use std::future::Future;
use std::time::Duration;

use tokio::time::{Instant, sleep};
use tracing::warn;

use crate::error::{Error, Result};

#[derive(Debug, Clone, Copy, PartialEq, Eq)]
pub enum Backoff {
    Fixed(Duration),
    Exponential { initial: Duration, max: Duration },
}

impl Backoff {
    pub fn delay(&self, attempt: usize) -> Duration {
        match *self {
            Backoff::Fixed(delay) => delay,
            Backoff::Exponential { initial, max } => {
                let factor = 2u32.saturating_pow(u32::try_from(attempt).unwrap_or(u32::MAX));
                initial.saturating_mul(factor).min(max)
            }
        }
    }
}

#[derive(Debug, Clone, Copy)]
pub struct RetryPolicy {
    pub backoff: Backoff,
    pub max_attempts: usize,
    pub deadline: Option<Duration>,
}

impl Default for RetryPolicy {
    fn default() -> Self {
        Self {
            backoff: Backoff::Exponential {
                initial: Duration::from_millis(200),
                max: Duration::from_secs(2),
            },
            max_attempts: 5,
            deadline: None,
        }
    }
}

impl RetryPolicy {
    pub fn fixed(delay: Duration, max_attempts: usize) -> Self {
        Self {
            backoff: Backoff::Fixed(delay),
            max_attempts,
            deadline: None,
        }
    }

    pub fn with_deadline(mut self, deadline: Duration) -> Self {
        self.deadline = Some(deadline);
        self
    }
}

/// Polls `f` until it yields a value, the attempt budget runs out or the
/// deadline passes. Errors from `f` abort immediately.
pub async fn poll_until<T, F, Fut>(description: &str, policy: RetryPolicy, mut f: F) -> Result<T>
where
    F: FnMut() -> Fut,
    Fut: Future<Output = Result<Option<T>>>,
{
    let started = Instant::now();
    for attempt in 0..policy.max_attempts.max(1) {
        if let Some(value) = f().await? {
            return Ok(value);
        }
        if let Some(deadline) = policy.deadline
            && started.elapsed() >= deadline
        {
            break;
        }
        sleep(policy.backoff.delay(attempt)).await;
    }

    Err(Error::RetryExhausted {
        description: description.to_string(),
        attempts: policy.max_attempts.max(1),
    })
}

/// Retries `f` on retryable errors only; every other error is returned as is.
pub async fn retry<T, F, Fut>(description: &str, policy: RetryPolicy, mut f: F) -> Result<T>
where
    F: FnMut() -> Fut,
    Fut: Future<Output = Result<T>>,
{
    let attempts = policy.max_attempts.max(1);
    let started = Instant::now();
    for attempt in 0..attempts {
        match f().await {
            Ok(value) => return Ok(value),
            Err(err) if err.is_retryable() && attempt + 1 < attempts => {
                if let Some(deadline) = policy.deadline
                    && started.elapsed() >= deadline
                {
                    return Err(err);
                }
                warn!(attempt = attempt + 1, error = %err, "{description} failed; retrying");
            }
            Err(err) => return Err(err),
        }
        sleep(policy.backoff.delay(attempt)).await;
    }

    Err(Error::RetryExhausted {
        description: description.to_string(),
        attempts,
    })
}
----
# [PROBLEM DESCRIPTION]
Please report every line among the entries that includes "Clone".

# [YOUR RESPONSE]
#[derive(Debug, Clone, Copy, PartialEq, Eq)]
#[derive(Debug, Clone, Copy)]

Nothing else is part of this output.